Segment Open

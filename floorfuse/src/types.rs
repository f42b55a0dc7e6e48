//! Core data model shared by every fusion stage
//!
//! Detector output enters as [`DetectorResult`] records whose payload is a
//! list of tagged [`DetectorPayload`] collections. Each item carries its own
//! geometry, optional label text and item-level confidence.

use crate::geometry::{self, BoundingBox};
use crate::units::Length;
use chrono::{DateTime, Utc};
use serde::{Deserialize, Serialize};
use std::fmt;

/// Confidence score (0.0-1.0)
pub type Confidence = f64;

/// A 2D point in image (pixel) coordinates
#[derive(Debug, Clone, Copy, Serialize, Deserialize, PartialEq, Default)]
pub struct Point2D {
    pub x: f64,
    pub y: f64,
}

impl Point2D {
    pub fn new(x: f64, y: f64) -> Self {
        Self { x, y }
    }

    pub fn distance_to(&self, other: &Point2D) -> f64 {
        let dx = other.x - self.x;
        let dy = other.y - self.y;
        (dx * dx + dy * dy).sqrt()
    }

    pub fn midpoint(&self, other: &Point2D) -> Point2D {
        Point2D::new((self.x + other.x) / 2.0, (self.y + other.y) / 2.0)
    }

    pub fn is_finite(&self) -> bool {
        self.x.is_finite() && self.y.is_finite()
    }
}

/// Kind of extraction method that produced a detector result
#[derive(Debug, Clone, Copy, PartialEq, Eq, Hash, PartialOrd, Ord, Serialize, Deserialize)]
#[serde(rename_all = "snake_case")]
pub enum Modality {
    Ocr,
    Vision,
    ObjectDetection,
    Generative,
    Hybrid,
}

/// Kind of floor plan entity
#[derive(Debug, Clone, Copy, PartialEq, Eq, Hash, PartialOrd, Ord, Serialize, Deserialize)]
#[serde(rename_all = "snake_case")]
pub enum EntityKind {
    Room,
    Wall,
    Door,
    Window,
    Dimension,
}

impl EntityKind {
    pub fn as_str(self) -> &'static str {
        match self {
            EntityKind::Room => "room",
            EntityKind::Wall => "wall",
            EntityKind::Door => "door",
            EntityKind::Window => "window",
            EntityKind::Dimension => "dimension",
        }
    }
}

impl fmt::Display for EntityKind {
    fn fmt(&self, f: &mut fmt::Formatter<'_>) -> fmt::Result {
        f.write_str(self.as_str())
    }
}

/// Canonical room types
#[derive(
    Debug, Clone, Copy, PartialEq, Eq, Hash, PartialOrd, Ord, Serialize, Deserialize, Default,
)]
#[serde(rename_all = "snake_case")]
pub enum RoomType {
    Bedroom,
    Bathroom,
    Kitchen,
    LivingRoom,
    DiningRoom,
    Office,
    Garage,
    Laundry,
    Closet,
    Hallway,
    Deck,
    Stairs,
    Storage,
    Utility,
    Mechanical,
    #[default]
    Unidentified,
}

impl RoomType {
    pub fn as_str(self) -> &'static str {
        match self {
            RoomType::Bedroom => "bedroom",
            RoomType::Bathroom => "bathroom",
            RoomType::Kitchen => "kitchen",
            RoomType::LivingRoom => "living_room",
            RoomType::DiningRoom => "dining_room",
            RoomType::Office => "office",
            RoomType::Garage => "garage",
            RoomType::Laundry => "laundry",
            RoomType::Closet => "closet",
            RoomType::Hallway => "hallway",
            RoomType::Deck => "deck",
            RoomType::Stairs => "stairs",
            RoomType::Storage => "storage",
            RoomType::Utility => "utility",
            RoomType::Mechanical => "mechanical",
            RoomType::Unidentified => "unidentified",
        }
    }

    pub fn is_identified(self) -> bool {
        self != RoomType::Unidentified
    }

    /// Whether the room counts towards living area
    pub fn is_living_space(self) -> bool {
        !matches!(
            self,
            RoomType::Garage | RoomType::Storage | RoomType::Utility | RoomType::Mechanical
        )
    }
}

impl fmt::Display for RoomType {
    fn fmt(&self, f: &mut fmt::Formatter<'_>) -> fmt::Result {
        f.write_str(self.as_str())
    }
}

/// Detected room (closed contour)
#[derive(Debug, Clone, Serialize, Deserialize, PartialEq)]
pub struct RoomItem {
    /// Boundary ring; closed rings repeat the first vertex at the end
    pub polygon: Vec<Point2D>,
    /// Free-text label as reported by the detector
    #[serde(default)]
    pub label: Option<String>,
    /// Canonical type (assigned by the normalizer)
    #[serde(default)]
    pub room_type: RoomType,
    pub confidence: Confidence,
}

impl RoomItem {
    pub fn new(polygon: Vec<Point2D>, label: Option<&str>, confidence: Confidence) -> Self {
        Self {
            polygon,
            label: label.map(str::to_string),
            room_type: RoomType::Unidentified,
            confidence,
        }
    }

    pub fn centroid(&self) -> Point2D {
        geometry::polygon_centroid(&self.polygon)
    }

    pub fn area_px(&self) -> f64 {
        geometry::polygon_area(&self.polygon)
    }

    pub fn bbox(&self) -> BoundingBox {
        BoundingBox::from_points(&self.polygon)
    }
}

/// Wall classification
#[derive(Debug, Clone, Copy, Serialize, Deserialize, PartialEq, Eq, Default)]
#[serde(rename_all = "snake_case")]
pub enum WallKind {
    Exterior,
    Interior,
    #[default]
    Unknown,
}

/// Detected wall segment
#[derive(Debug, Clone, Serialize, Deserialize, PartialEq)]
pub struct WallItem {
    pub start: Point2D,
    pub end: Point2D,
    /// Wall thickness in pixels
    pub thickness: f64,
    #[serde(default)]
    pub wall_kind: WallKind,
    pub confidence: Confidence,
}

impl WallItem {
    pub fn new(start: Point2D, end: Point2D, thickness: f64, confidence: Confidence) -> Self {
        Self {
            start,
            end,
            thickness,
            wall_kind: WallKind::Unknown,
            confidence,
        }
    }

    pub fn length(&self) -> f64 {
        self.start.distance_to(&self.end)
    }

    pub fn midpoint(&self) -> Point2D {
        self.start.midpoint(&self.end)
    }

    /// Distance from a point to this wall's centerline segment
    pub fn distance_to_point(&self, p: &Point2D) -> f64 {
        geometry::point_segment_distance(p, &self.start, &self.end)
    }
}

/// Detected door or window
#[derive(Debug, Clone, Serialize, Deserialize, PartialEq)]
pub struct OpeningItem {
    pub position: Point2D,
    /// Opening width in pixels
    #[serde(default)]
    pub width: f64,
    #[serde(default)]
    pub label: Option<String>,
    /// Identifier of the fused wall hosting this opening (set by validation)
    #[serde(default, skip_serializing_if = "Option::is_none")]
    pub host_wall: Option<String>,
    pub confidence: Confidence,
}

impl OpeningItem {
    pub fn new(position: Point2D, width: f64, confidence: Confidence) -> Self {
        Self {
            position,
            width,
            label: None,
            host_wall: None,
            confidence,
        }
    }
}

/// Dimension annotation: a measured extent plus its text
#[derive(Debug, Clone, Serialize, Deserialize, PartialEq)]
pub struct DimensionItem {
    pub text: String,
    pub start: Point2D,
    pub end: Point2D,
    /// Parsed real-world length (set by the normalizer when the text parses)
    #[serde(default)]
    pub length: Option<Length>,
    pub confidence: Confidence,
}

impl DimensionItem {
    pub fn new(text: &str, start: Point2D, end: Point2D, confidence: Confidence) -> Self {
        Self {
            text: text.to_string(),
            start,
            end,
            length: None,
            confidence,
        }
    }

    pub fn pixel_length(&self) -> f64 {
        self.start.distance_to(&self.end)
    }

    pub fn anchor(&self) -> Point2D {
        self.start.midpoint(&self.end)
    }
}

/// Free text recognized on the drawing
#[derive(Debug, Clone, Serialize, Deserialize, PartialEq)]
pub struct TextItem {
    pub text: String,
    pub position: Point2D,
    pub confidence: Confidence,
}

impl TextItem {
    pub fn new(text: &str, position: Point2D, confidence: Confidence) -> Self {
        Self {
            text: text.to_string(),
            position,
            confidence,
        }
    }
}

/// One typed collection of a detector's output
#[derive(Debug, Clone, Serialize, Deserialize, PartialEq)]
#[serde(tag = "kind", content = "items", rename_all = "snake_case")]
pub enum DetectorPayload {
    Rooms(Vec<RoomItem>),
    Walls(Vec<WallItem>),
    Doors(Vec<OpeningItem>),
    Windows(Vec<OpeningItem>),
    Dimensions(Vec<DimensionItem>),
    Text(Vec<TextItem>),
}

/// One source's structured output for a floor plan
#[derive(Debug, Clone, Serialize, Deserialize, PartialEq)]
pub struct DetectorResult {
    /// Source identifier (e.g. "tesseract", "yolo", "gpt-vision")
    pub source: String,
    pub modality: Modality,
    /// Overall confidence for this source (0.0-1.0)
    pub confidence: Confidence,
    pub timestamp: DateTime<Utc>,
    pub payload: Vec<DetectorPayload>,
}

impl DetectorResult {
    pub fn new(source: impl Into<String>, modality: Modality, confidence: Confidence) -> Self {
        Self {
            source: source.into(),
            modality,
            confidence,
            timestamp: Utc::now(),
            payload: Vec::new(),
        }
    }

    pub fn with_payload(mut self, payload: DetectorPayload) -> Self {
        self.payload.push(payload);
        self
    }

    pub fn rooms(&self) -> Vec<&RoomItem> {
        self.payload
            .iter()
            .filter_map(|p| match p {
                DetectorPayload::Rooms(items) => Some(items.iter()),
                _ => None,
            })
            .flatten()
            .collect()
    }

    pub fn walls(&self) -> Vec<&WallItem> {
        self.payload
            .iter()
            .filter_map(|p| match p {
                DetectorPayload::Walls(items) => Some(items.iter()),
                _ => None,
            })
            .flatten()
            .collect()
    }

    pub fn doors(&self) -> Vec<&OpeningItem> {
        self.payload
            .iter()
            .filter_map(|p| match p {
                DetectorPayload::Doors(items) => Some(items.iter()),
                _ => None,
            })
            .flatten()
            .collect()
    }

    pub fn windows(&self) -> Vec<&OpeningItem> {
        self.payload
            .iter()
            .filter_map(|p| match p {
                DetectorPayload::Windows(items) => Some(items.iter()),
                _ => None,
            })
            .flatten()
            .collect()
    }

    pub fn dimensions(&self) -> Vec<&DimensionItem> {
        self.payload
            .iter()
            .filter_map(|p| match p {
                DetectorPayload::Dimensions(items) => Some(items.iter()),
                _ => None,
            })
            .flatten()
            .collect()
    }

    pub fn texts(&self) -> Vec<&TextItem> {
        self.payload
            .iter()
            .filter_map(|p| match p {
                DetectorPayload::Text(items) => Some(items.iter()),
                _ => None,
            })
            .flatten()
            .collect()
    }

    /// Whether this source reports the given entity kind at all
    ///
    /// A source with an empty room collection reports zero rooms; a source
    /// without a room collection does not report rooms.
    pub fn reports(&self, kind: EntityKind) -> bool {
        self.payload.iter().any(|p| {
            matches!(
                (kind, p),
                (EntityKind::Room, DetectorPayload::Rooms(_))
                    | (EntityKind::Wall, DetectorPayload::Walls(_))
                    | (EntityKind::Door, DetectorPayload::Doors(_))
                    | (EntityKind::Window, DetectorPayload::Windows(_))
                    | (EntityKind::Dimension, DetectorPayload::Dimensions(_))
            )
        })
    }
}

Segment Closed

- **The task**
Could you copy every line from the records that mentions the word "Garage"?

- **Task answer**
    Garage,
            RoomType::Garage => "garage",
            RoomType::Garage | RoomType::Storage | RoomType::Utility | RoomType::Mechanical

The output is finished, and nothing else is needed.